We took it and I remember looking through that shit and on one side it would have names and then dusts all the way across the page, and on the others of that page it would say alive or deceased. I have no fucking idea what those books were, what they were records of, because they didn't have anything else going on. It was just names and alive were deceased, and uh. We ended up wrecking that book and we went back to get another one, and the Giant Pilot was fucking.

Speaker 2

Gone, very spooky, very Halloween.

Speaker 3

Very spooky, very like I just don't know no one. It's gonna harm me forever because I'm never gonna know what the fuck that was about.

Speaker 2

Maybe the books died and they're and disintegrated.

Speaker 3

No way, because we went back like a couple of days later. The one that we had did disintegrate because we left it under the porch like idiots, and it rained. That's why we went back to get another one, like just a couple of days later, and they were all gone. Maybe like a homeless person used them to like start a fire, like you were a cold like I've thought about this a lot and things that could have happened, but it's just weird.

Speaker 2

Well, Tom, thanks for sharing, Thanks for sharing your stories. We had the we had the haunted, we had the Haunted book. You're not You're You're a cool guy, man. I hope that you uh uh continue your journey through life. You know, I'm glad that you found a found found a found like a good lane to be in being, you know, a keeper of the piece. Thank you, brother. Is there anything else you want to say to the people of the computer before we go?

Speaker 3

No matter what you do, someone is gonna think that it's their full time job to make you feel like you're not doing ship. But as long as you know you're giving in you all, that's all that really matters.

Speaker 2

Hey, thanks for calling.

Speaker 1

Tom.

Speaker 2

Appreciate you have a go on guest. Okay, I am going to do a thing I've been doing on this podcast again, which is that I'm going to end the session by reading a few emails. I feel like that's a nice way to do it. We have a couple calls, we have a couple of emails. I don't know if I'm going to do it every podcast. I'm probably still going to do email only and call only episodes, but I kind of like, I'm kind of enjoying this thing of doing email only or doing like a little hybrid ones.

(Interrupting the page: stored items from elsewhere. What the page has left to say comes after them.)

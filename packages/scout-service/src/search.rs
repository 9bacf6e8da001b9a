use serde::{Deserialize, Serialize};

use scout_domain::SearchRequest;

use crate::{Error, Result, ScoutService, SearchResult, ranking};

#[derive(Debug, Clone, PartialEq, Serialize, Deserialize)]
pub struct SearchOutcome {
	pub results: Vec<SearchResult>,
	/// Total matches the engine reported, which can exceed `results.len()`.
	pub total: u64,
}

impl ScoutService {
	/// Embeds the query when the strategy needs a vector and none was supplied, then builds,
	/// executes, and ranks the engine query.
	pub async fn search(&self, mut request: SearchRequest) -> Result<SearchOutcome> {
		request.limit = self.clamp_limit(request.limit)?;

		if request.strategy.wants_vector()
			&& request.query_vector.is_none()
			&& let Some(text) = request.query_text()
		{
			let vector = self.embed_text(text).await;

			request.query_vector = Some(vector);
		}

		let query = scout_engine::build(&request, self.layout())?;
		let hits = self.backend.query(&query).await?;
		let total = hits.total;
		let results = ranking::rank(hits, &request, &self.cfg.ranking);
		let total = total.unwrap_or(results.len() as u64);

		tracing::info!(
			strategy = %request.strategy,
			limit = request.limit,
			results = results.len(),
			total,
			"Search completed."
		);

		Ok(SearchOutcome { results, total })
	}

	fn clamp_limit(&self, limit: u32) -> Result<u32> {
		if limit == 0 {
			return Err(Error::InvalidRequest {
				message: "limit must be greater than zero.".to_string(),
			});
		}

		let max = self.cfg.search.max_limit;

		if limit > max {
			tracing::debug!(requested = limit, max, "Clamping search limit.");
		}

		Ok(limit.min(max))
	}
}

So I'm just gonna read a couple of emails, not nothing crazy. If you want to be in one of these emails, you can send me an email at therapy geckomail at gmail dot com. It's therapy geckomail at gmail dot com. Okay, this is from Ania, Hey gek, longtime listener, first time emailer. Every now and then I call in hoping you'll answer, only to be met with the automated record. Hopefully one day we'll get a chance to talk. Anyway, I wanted to offer a recommendation for people trying to

get out of the house volunteering. I started volunteering at an animal shelter a couple months ago, and it truly brings me joy. I work with the dogs, help out at the front desk, wash dishes, do laundry, I clean and it brings me joy and gets me out of the house. I've been working from home part time since COVID and I go to school part time. I live in North Philly in an apartment building with seven other units.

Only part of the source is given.